## Extracted material
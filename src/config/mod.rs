// ==========================================
// 参数注册表 - 配置层
// ==========================================
// 职责: 运行配置（环境变量）与预设持久化
// 存储: param_preset / param_value 表
// ==========================================

pub mod error;
pub mod settings;
pub mod value_store;

// 重导出核心类型
pub use error::{StoreError, StoreResult};
pub use settings::{default_db_path, RegistrySettings, DEFAULT_PRESET};
pub use value_store::{PresetInfo, ValueStore};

## Brief
Wherever the word "settings" appears in the records above, copy that line.

## Solution below
pub mod settings;
pub use settings::{default_db_path, RegistrySettings, DEFAULT_PRESET};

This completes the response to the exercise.